Saved entries
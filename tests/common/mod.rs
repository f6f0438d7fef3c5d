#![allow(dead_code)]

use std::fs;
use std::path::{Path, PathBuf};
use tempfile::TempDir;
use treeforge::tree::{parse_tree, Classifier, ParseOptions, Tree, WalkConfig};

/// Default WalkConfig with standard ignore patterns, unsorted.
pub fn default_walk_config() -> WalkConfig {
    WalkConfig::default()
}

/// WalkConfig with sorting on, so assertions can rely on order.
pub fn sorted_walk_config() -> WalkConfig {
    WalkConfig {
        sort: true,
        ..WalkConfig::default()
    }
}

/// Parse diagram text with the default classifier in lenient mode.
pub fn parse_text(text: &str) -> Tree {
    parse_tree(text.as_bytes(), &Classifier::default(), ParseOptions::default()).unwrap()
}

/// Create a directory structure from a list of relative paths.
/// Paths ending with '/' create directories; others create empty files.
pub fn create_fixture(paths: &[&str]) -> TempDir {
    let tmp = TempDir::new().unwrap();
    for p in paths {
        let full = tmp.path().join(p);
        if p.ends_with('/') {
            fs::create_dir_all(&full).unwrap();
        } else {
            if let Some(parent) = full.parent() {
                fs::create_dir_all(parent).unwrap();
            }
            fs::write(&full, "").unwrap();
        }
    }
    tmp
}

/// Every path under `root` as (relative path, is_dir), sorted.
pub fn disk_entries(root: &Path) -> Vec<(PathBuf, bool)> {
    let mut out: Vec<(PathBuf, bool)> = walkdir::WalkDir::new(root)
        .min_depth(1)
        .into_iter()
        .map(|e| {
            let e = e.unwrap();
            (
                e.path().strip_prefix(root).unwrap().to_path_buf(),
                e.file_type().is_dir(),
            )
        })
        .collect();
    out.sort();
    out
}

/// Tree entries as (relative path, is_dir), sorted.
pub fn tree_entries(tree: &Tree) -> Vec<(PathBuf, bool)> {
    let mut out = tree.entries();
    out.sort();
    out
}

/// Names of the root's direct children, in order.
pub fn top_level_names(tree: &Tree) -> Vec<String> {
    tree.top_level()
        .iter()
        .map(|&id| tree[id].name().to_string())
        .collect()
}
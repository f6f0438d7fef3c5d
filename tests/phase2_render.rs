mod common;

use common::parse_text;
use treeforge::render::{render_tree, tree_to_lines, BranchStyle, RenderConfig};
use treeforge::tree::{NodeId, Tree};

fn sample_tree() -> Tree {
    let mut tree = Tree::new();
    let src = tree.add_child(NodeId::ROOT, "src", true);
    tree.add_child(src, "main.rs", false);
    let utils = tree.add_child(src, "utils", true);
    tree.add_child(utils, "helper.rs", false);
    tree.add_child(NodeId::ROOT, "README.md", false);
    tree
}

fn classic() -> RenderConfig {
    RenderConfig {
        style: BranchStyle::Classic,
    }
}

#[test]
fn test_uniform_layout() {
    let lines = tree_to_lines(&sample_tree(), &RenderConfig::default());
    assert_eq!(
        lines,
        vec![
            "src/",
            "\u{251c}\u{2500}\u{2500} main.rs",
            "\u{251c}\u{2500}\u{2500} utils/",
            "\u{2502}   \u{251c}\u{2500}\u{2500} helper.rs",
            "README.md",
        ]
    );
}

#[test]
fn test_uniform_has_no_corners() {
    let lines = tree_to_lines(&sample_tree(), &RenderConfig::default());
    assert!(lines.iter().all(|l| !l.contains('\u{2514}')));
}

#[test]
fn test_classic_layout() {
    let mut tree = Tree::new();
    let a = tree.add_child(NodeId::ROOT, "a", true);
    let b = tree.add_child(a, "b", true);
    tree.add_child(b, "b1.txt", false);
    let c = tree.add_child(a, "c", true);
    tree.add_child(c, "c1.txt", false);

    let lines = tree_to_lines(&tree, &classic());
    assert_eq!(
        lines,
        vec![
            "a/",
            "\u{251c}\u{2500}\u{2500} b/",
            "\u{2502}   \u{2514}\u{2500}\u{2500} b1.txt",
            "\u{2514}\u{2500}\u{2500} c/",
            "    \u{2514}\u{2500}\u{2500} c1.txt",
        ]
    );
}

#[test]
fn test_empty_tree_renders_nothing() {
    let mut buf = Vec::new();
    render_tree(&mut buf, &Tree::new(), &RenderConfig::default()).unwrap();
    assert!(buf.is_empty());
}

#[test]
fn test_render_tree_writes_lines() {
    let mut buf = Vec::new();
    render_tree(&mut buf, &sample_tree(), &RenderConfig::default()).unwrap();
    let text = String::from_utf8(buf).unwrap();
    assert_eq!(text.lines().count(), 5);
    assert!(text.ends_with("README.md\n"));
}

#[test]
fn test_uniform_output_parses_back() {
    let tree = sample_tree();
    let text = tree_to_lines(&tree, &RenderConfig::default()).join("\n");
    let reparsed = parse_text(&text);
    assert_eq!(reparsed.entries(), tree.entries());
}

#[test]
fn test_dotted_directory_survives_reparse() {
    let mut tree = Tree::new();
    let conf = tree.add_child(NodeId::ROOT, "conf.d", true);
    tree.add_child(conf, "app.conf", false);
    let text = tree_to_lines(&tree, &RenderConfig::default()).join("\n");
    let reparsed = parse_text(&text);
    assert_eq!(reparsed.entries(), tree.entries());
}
---
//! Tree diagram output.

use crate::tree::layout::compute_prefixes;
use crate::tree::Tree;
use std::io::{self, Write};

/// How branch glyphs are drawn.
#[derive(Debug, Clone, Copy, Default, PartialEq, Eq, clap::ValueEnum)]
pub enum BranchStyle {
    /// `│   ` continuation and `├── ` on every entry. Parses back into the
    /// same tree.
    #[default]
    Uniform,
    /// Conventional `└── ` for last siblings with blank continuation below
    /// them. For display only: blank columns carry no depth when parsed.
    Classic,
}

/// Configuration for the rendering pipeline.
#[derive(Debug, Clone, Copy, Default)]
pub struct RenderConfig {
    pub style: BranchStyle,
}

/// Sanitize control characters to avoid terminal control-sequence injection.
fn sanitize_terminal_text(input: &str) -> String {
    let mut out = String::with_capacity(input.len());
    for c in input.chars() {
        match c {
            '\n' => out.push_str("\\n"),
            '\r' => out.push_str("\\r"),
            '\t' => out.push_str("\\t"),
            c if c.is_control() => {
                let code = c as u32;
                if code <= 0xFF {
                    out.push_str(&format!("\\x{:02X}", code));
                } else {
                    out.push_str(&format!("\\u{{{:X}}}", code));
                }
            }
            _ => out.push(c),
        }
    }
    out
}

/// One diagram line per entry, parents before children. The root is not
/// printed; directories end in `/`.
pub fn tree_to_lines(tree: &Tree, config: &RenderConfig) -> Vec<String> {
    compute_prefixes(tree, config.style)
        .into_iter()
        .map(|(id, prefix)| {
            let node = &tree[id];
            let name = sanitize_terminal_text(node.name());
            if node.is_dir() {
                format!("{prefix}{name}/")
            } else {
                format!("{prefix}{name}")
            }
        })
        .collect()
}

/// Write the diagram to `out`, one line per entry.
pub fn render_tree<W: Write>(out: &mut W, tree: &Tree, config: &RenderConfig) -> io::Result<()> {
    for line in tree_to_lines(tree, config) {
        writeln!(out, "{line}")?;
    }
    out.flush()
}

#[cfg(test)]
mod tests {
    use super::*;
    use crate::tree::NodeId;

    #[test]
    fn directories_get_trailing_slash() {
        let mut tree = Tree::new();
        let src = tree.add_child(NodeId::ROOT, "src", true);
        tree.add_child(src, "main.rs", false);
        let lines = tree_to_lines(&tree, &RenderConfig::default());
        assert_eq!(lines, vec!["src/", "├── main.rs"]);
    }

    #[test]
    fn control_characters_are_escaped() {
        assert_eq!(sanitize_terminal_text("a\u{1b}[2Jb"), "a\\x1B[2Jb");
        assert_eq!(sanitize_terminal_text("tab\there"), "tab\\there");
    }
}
==
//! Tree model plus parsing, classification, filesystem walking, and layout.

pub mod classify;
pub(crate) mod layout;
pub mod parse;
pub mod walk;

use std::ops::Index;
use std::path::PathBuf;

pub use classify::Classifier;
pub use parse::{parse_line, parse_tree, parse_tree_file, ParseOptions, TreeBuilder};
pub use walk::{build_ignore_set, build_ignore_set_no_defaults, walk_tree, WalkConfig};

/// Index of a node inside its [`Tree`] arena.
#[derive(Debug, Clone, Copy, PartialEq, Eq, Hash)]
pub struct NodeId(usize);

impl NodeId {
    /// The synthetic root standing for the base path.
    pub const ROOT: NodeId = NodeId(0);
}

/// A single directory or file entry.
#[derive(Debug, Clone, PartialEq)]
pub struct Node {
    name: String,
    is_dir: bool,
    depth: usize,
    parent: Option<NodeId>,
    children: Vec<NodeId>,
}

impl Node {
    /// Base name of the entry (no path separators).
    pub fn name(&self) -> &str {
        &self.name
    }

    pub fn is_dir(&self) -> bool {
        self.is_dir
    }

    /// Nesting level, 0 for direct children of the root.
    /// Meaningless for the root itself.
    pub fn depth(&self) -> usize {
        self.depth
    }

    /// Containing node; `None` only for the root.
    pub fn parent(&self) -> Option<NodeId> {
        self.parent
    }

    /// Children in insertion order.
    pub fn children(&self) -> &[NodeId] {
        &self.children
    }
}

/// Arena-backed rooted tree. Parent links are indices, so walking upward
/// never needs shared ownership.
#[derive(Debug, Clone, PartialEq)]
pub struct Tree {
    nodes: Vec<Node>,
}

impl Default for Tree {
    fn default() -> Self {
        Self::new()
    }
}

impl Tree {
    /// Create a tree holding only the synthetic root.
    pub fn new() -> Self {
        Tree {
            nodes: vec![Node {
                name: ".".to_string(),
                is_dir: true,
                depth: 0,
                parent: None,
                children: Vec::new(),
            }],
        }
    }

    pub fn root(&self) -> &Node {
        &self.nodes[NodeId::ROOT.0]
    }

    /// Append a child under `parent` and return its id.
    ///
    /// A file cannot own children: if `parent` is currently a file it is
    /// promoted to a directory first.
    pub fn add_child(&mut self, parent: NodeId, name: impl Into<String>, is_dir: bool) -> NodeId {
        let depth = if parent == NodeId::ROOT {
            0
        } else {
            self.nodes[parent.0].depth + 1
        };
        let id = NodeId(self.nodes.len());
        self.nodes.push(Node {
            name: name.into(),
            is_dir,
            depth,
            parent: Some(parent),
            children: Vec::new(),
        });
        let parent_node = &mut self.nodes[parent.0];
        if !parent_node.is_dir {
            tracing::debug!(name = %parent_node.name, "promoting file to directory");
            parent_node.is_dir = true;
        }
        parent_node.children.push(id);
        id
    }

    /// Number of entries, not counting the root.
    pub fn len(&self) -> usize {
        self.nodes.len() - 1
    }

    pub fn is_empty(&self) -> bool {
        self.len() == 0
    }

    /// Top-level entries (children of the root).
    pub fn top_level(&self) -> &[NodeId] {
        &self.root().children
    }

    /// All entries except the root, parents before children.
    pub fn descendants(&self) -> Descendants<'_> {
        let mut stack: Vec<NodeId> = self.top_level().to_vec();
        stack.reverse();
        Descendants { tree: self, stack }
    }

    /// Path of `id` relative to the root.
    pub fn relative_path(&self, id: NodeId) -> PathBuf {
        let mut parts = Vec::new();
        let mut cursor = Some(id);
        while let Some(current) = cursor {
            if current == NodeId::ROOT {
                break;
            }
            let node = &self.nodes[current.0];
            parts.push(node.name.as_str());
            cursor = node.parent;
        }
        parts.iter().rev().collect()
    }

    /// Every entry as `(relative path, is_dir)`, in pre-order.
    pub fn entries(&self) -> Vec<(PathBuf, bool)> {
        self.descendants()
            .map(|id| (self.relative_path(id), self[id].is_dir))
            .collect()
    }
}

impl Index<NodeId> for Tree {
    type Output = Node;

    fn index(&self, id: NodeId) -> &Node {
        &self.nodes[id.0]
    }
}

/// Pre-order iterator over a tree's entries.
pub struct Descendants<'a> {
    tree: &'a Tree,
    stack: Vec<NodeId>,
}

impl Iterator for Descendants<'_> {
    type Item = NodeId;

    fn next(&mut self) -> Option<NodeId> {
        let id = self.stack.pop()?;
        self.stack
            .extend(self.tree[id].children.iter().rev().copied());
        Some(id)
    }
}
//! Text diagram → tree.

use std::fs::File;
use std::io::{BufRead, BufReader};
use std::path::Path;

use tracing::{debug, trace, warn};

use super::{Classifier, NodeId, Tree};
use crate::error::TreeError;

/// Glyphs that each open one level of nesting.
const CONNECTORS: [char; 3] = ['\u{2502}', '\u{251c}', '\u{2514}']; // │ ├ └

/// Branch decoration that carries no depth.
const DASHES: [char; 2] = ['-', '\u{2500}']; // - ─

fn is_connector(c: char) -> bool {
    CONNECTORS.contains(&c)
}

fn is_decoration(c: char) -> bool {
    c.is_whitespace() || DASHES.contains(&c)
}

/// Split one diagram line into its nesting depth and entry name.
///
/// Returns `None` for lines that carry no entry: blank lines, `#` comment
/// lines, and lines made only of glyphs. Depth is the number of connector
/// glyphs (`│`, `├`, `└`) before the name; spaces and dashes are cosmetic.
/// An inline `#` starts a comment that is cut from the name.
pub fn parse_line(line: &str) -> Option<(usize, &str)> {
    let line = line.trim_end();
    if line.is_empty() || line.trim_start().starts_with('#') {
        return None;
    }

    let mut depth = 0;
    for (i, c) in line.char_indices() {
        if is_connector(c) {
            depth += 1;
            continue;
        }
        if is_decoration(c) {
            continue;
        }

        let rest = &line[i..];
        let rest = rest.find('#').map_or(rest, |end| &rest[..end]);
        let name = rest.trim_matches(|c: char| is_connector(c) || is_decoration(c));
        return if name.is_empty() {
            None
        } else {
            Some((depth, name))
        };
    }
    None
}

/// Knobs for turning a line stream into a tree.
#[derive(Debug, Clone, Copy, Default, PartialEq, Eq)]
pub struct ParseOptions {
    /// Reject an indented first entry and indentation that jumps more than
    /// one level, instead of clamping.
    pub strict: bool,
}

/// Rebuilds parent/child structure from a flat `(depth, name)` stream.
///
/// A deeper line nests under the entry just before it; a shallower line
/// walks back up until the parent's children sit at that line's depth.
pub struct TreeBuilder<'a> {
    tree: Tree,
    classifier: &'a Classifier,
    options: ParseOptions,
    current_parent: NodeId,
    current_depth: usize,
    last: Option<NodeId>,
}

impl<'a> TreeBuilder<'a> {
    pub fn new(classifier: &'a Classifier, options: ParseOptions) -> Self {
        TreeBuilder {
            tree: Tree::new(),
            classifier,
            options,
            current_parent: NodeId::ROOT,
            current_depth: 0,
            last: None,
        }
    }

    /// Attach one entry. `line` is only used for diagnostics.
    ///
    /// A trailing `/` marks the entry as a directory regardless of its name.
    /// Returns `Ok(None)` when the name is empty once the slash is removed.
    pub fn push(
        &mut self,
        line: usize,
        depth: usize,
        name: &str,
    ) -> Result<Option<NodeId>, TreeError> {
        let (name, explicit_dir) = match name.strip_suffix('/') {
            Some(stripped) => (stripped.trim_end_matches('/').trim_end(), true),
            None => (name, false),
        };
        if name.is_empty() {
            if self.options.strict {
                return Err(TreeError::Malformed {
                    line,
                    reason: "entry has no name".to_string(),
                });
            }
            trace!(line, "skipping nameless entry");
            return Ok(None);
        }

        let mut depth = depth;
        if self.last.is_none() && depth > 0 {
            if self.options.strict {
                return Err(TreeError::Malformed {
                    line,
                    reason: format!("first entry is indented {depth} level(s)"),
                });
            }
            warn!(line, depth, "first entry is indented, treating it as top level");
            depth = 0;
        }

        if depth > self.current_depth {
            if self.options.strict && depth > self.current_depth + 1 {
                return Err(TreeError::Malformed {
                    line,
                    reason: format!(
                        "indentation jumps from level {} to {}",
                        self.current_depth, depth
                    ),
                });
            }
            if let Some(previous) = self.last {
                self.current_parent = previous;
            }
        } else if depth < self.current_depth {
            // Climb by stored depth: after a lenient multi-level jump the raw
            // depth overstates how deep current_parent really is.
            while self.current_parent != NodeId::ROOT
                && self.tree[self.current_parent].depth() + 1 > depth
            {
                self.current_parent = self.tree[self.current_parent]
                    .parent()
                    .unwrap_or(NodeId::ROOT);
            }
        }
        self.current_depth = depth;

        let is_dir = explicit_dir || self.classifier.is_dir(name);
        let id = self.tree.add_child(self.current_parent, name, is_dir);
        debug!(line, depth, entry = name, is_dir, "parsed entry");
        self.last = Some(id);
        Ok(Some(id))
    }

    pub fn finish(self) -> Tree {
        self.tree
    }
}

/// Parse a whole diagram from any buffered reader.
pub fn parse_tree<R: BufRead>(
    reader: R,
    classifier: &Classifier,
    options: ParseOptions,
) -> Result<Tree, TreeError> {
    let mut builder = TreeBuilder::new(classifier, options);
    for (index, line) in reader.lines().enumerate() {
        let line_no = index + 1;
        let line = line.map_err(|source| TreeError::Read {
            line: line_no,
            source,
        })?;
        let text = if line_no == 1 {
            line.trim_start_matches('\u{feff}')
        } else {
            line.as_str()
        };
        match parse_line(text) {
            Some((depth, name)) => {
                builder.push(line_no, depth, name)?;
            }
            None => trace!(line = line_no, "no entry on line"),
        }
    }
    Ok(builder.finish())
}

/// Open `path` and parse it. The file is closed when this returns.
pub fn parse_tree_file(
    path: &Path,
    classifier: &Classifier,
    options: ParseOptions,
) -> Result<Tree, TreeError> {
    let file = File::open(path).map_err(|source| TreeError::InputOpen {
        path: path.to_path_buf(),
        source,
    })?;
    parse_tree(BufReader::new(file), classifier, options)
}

## ABOUT THIS EXERCISE
What is the number of lines in the preceding entries that hold the string "derive"? Give it alone.

## PROBLEM SOLUTION
6